• _Activity_
The lines to return are those below that contain the word "services".

• _Data for this exercise_
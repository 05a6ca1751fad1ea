// src/bonuses/validators.rs

use chrono::Utc;

use super::models::BonusPackage;
use crate::common::{ValidationResult, Validator};

pub const BONUS_NAME_MIN_LEN: usize = 3;
pub const BONUS_NAME_MAX_LEN: usize = 270;

// ============================================================================
// Bonus Package Validator
// ============================================================================

/// Shape checks for bonus packages. Dates are judged against the clock at
/// validation time: the package must start strictly in the future and end
/// strictly after it starts.
pub struct BonusValidator;

impl Validator<BonusPackage> for BonusValidator {
    fn validate(&self, data: &BonusPackage) -> ValidationResult {
        let mut result = ValidationResult::new();
        let now = Utc::now();

        let name_len = data.name.chars().count();
        if data.name.trim().is_empty() {
            result.add_error("name", "Bonus package name is required");
        } else if name_len < BONUS_NAME_MIN_LEN {
            result.add_error("name", "Bonus package name must be at least 3 characters");
        } else if name_len > BONUS_NAME_MAX_LEN {
            result.add_error("name", "Bonus package name must not exceed 270 characters");
        }

        if data.start_date <= now {
            result.add_error("start_date", "Start date must be in the future");
        }

        if data.end_date <= data.start_date {
            result.add_error("end_date", "End date must be after the start date");
        } else if data.end_date <= now {
            result.add_error("end_date", "End date must be in the future");
        }

        let allowances = [
            ("national_minutes", data.national_minutes),
            ("international_minutes", data.international_minutes),
            ("roaming_minutes", data.roaming_minutes),
            ("national_sms", data.national_sms),
            ("international_sms", data.international_sms),
            ("roaming_sms", data.roaming_sms),
            ("national_traffic_mb", data.national_traffic_mb),
            ("international_traffic_mb", data.international_traffic_mb),
            ("roaming_traffic_mb", data.roaming_traffic_mb),
        ];
        for (field, value) in allowances {
            if value < 0 {
                result.add_error(field, "Allowance cannot be negative");
            }
        }

        result
    }
}
// src/bonuses/mod.rs

pub mod models;
pub mod services;
pub mod validators;


// Re-export commonly used items
pub use models::BonusPackage;
pub use services::BonusesService;
pub use validators::BonusValidator;
//! Coupled admittance, the building block of every series/shunt device.
//!
//! The current leaving node `a` and entering node `b` is `(G + jB)(V_c − V_d)`.
//! With `a = c` and `b = d` this is an ordinary two-terminal admittance;
//! distinct pairs give the mutual terms of multi-phase lines.

use nrpf_core::{NodePair, NrpfResult};

use crate::sparse::MatrixBuilder;

use super::binding::{stamp_dual_equations, Binding};
use super::handlers;

#[derive(Debug, Clone, Copy, PartialEq)]
pub struct Coupling {
    pub a: Option<NodePair>,
    pub b: Option<NodePair>,
    pub c: Option<NodePair>,
    pub d: Option<NodePair>,
    pub g: f64,
    pub b_susceptance: f64,
}

impl Coupling {
    /// Two-terminal admittance between `from` and `to`.
    pub fn series(from: Option<NodePair>, to: Option<NodePair>, g: f64, b: f64) -> Self {
        Self {
            a: from,
            b: to,
            c: from,
            d: to,
            g,
            b_susceptance: b,
        }
    }

    /// Admittance from `node` to ground.
    pub fn shunt(node: Option<NodePair>, g: f64, b: f64) -> Self {
        Self::series(node, None, g, b)
    }

    pub fn stamp_primal(&self, y: &mut MatrixBuilder) {
        let (g, b) = (self.g, self.b_susceptance);
        for (row, row_sign) in [(self.a, 1.0), (self.b, -1.0)] {
            let Some(row) = row else { continue };
            for (col, col_sign) in [(self.c, 1.0), (self.d, -1.0)] {
                let Some(col) = col else { continue };
                let sign = row_sign * col_sign;
                y.add(row.r, col.r, sign * g);
                y.add(row.r, col.i, -sign * b);
                y.add(row.i, col.r, sign * b);
                y.add(row.i, col.i, sign * g);
            }
        }
    }

    pub fn stamp_dual(&self, y: &mut MatrixBuilder, j: &mut [f64], v: &[f64]) -> NrpfResult<()> {
        let binding = Binding::new()
            .pair(self.a)
            .pair(self.b)
            .pair(self.c)
            .pair(self.d);
        stamp_dual_equations(
            handlers::branch()?,
            &[self.g, self.b_susceptance],
            &binding,
            y,
            j,
            v,
        );
        Ok(())
    }

    /// Complex current leaving `a`, as `(real, imag)`.
    pub fn current(&self, v: &[f64]) -> (f64, f64) {
        let part = |node: Option<NodePair>| node.map_or((0.0, 0.0), |n| (v[n.r], v[n.i]));
        let (cr, ci) = part(self.c);
        let (dr, di) = part(self.d);
        let (vr, vi) = (cr - dr, ci - di);
        (
            self.g * vr - self.b_susceptance * vi,
            self.g * vi + self.b_susceptance * vr,
        )
    }
}
//! Two-winding transformer with off-nominal complex ratio.
//!
//! Modeled as an ideal ratio `V_p = a·V_x` between the primary bus and an
//! internal node `x`, followed by the series impedance from `x` to the
//! secondary bus. The ideal core carries an explicit primary current
//! unknown; the secondary winding current is `−conj(a)·I_p`.

use nrpf_core::{BusId, NodeMap, NodePair, NrpfError, NrpfResult, UnknownKind};
use num_complex::Complex64;

use crate::sparse::MatrixBuilder;

use super::binding::{stamp_dual_equations, Binding};
use super::branch::Coupling;
use super::switch::CLOSED_CONDUCTANCE;
use super::{handlers, Stamp, StampContext};

/// Ideal ratio constraint shared by transformers and regulators.
#[derive(Debug, Clone, Copy, PartialEq)]
pub(crate) struct IdealRatio {
    pub primary: NodePair,
    pub secondary: NodePair,
    pub current: NodePair,
    pub ratio: Complex64,
}

impl IdealRatio {
    pub fn stamp_primal(&self, y: &mut MatrixBuilder) {
        let (p, s, i) = (self.primary, self.secondary, self.current);
        let (ar, ai) = (self.ratio.re, self.ratio.im);

        // V_p − a·V_s = 0
        y.add(i.r, p.r, 1.0);
        y.add(i.r, s.r, -ar);
        y.add(i.r, s.i, ai);
        y.add(i.i, p.i, 1.0);
        y.add(i.i, s.i, -ar);
        y.add(i.i, s.r, -ai);

        // primary KCL
        y.add(p.r, i.r, 1.0);
        y.add(p.i, i.i, 1.0);

        // secondary KCL: −conj(a)·I_p
        y.add(s.r, i.r, -ar);
        y.add(s.r, i.i, -ai);
        y.add(s.i, i.i, -ar);
        y.add(s.i, i.r, ai);
    }

    pub fn stamp_dual(&self, y: &mut MatrixBuilder, j: &mut [f64], v: &[f64]) -> NrpfResult<()> {
        let binding = Binding::new()
            .pair(Some(self.primary))
            .pair(Some(self.secondary))
            .pair(Some(self.current));
        stamp_dual_equations(
            handlers::ideal_transformer()?,
            &[self.ratio.re, self.ratio.im],
            &binding,
            y,
            j,
            v,
        );
        Ok(())
    }
}

#[derive(Debug, Clone, PartialEq)]
pub struct Transformer {
    pub name: String,
    pub from: BusId,
    pub to: BusId,
    /// Off-nominal turns ratio magnitude
    pub tap: f64,
    /// Phase shift in radians
    pub shift: f64,
    pub r: f64,
    pub x: f64,
    /// Magnetizing conductance at the primary
    pub g_mag: f64,
    /// Magnetizing susceptance at the primary
    pub b_mag: f64,
    internal: NodePair,
    current: NodePair,
}

impl Transformer {
    #[allow(clippy::too_many_arguments)]
    pub fn new(
        name: impl Into<String>,
        from: BusId,
        to: BusId,
        tap: f64,
        shift: f64,
        r: f64,
        x: f64,
        nodes: &mut NodeMap,
    ) -> NrpfResult<Self> {
        let name = name.into();
        if !(tap.is_finite() && tap > 0.0) {
            return Err(NrpfError::Modeling(format!(
                "transformer {}: tap ratio must be positive, got {}",
                name, tap
            )));
        }
        Ok(Self {
            name,
            from,
            to,
            tap,
            shift,
            r,
            x,
            g_mag: 0.0,
            b_mag: 0.0,
            internal: nodes.allocate_pair(UnknownKind::Voltage),
            current: nodes.allocate_pair(UnknownKind::Current),
        })
    }

    pub fn with_magnetizing(mut self, g: f64, b: f64) -> Self {
        self.g_mag = g;
        self.b_mag = b;
        self
    }

    /// Voltage unknowns of the node between the ideal core and the impedance.
    pub fn internal_node(&self) -> NodePair {
        self.internal
    }

    pub fn current_unknowns(&self) -> NodePair {
        self.current
    }

    pub fn ratio(&self) -> Complex64 {
        Complex64::from_polar(self.tap, self.shift)
    }

    fn core(&self, nodes: &NodeMap) -> NrpfResult<IdealRatio> {
        Ok(IdealRatio {
            primary: nodes.bus(self.from)?,
            secondary: self.internal,
            current: self.current,
            ratio: self.ratio(),
        })
    }

    fn couplings(&self, nodes: &NodeMap) -> NrpfResult<Vec<Coupling>> {
        let z = Complex64::new(self.r, self.x);
        let series = if z.norm_sqr() > 0.0 {
            z.inv()
        } else {
            Complex64::new(CLOSED_CONDUCTANCE, 0.0)
        };
        let mut out = vec![Coupling::series(
            Some(self.internal),
            Some(nodes.bus(self.to)?),
            series.re,
            series.im,
        )];
        if self.g_mag != 0.0 || self.b_mag != 0.0 {
            out.push(Coupling::shunt(
                Some(nodes.bus(self.from)?),
                self.g_mag,
                self.b_mag,
            ));
        }
        Ok(out)
    }
}

impl Stamp for Transformer {
    fn stamp_primal(
        &self,
        y: &mut MatrixBuilder,
        _j: &mut [f64],
        _v: &[f64],
        ctx: &StampContext<'_>,
    ) -> NrpfResult<()> {
        self.core(ctx.nodes)?.stamp_primal(y);
        for coupling in self.couplings(ctx.nodes)? {
            coupling.stamp_primal(y);
        }
        Ok(())
    }

    fn stamp_dual(
        &self,
        y: &mut MatrixBuilder,
        j: &mut [f64],
        v: &[f64],
        ctx: &StampContext<'_>,
    ) -> NrpfResult<()> {
        self.core(ctx.nodes)?.stamp_dual(y, j, v)?;
        for coupling in self.couplings(ctx.nodes)? {
            coupling.stamp_dual(y, j, v)?;
        }
        Ok(())
    }
}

• _Solution to this exercise_
pub mod services;
pub use services::BonusesService;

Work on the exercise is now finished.